- [WORK TASK]
Repeat exactly the line that includes "memoized kind lookup" and all lines after it, ending with the last line of the listing below.

============

//! Adapter resolution
//!
//! - [`specificity`]: scoring registrations against a requested kind
//! - [`registry`]: ordered adapters with a memoized kind lookup
//! - [`backend`]: the seam to an ad network SDK
//! - [`ad_adapter`]: lifecycle and show semantics around a backend

pub mod ad_adapter;
pub mod backend;
pub mod registry;
pub mod specificity;

pub use ad_adapter::{AdAdapter, MediatedAdapter};
pub use backend::{AdBackend, ShowCompletion};
pub use registry::{AdapterRegistry, Registered, ResolveFilter};
pub use specificity::{CAPABILITY_BASELINE, EXACT_MATCH, best_match, specificity};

============

- [RESULT]
//! - [`registry`]: ordered adapters with a memoized kind lookup
//! - [`backend`]: the seam to an ad network SDK
//! - [`ad_adapter`]: lifecycle and show semantics around a backend

pub mod ad_adapter;
pub mod backend;
pub mod registry;
pub mod specificity;

pub use ad_adapter::{AdAdapter, MediatedAdapter};
pub use backend::{AdBackend, ShowCompletion};
pub use registry::{AdapterRegistry, Registered, ResolveFilter};
pub use specificity::{CAPABILITY_BASELINE, EXACT_MATCH, best_match, specificity};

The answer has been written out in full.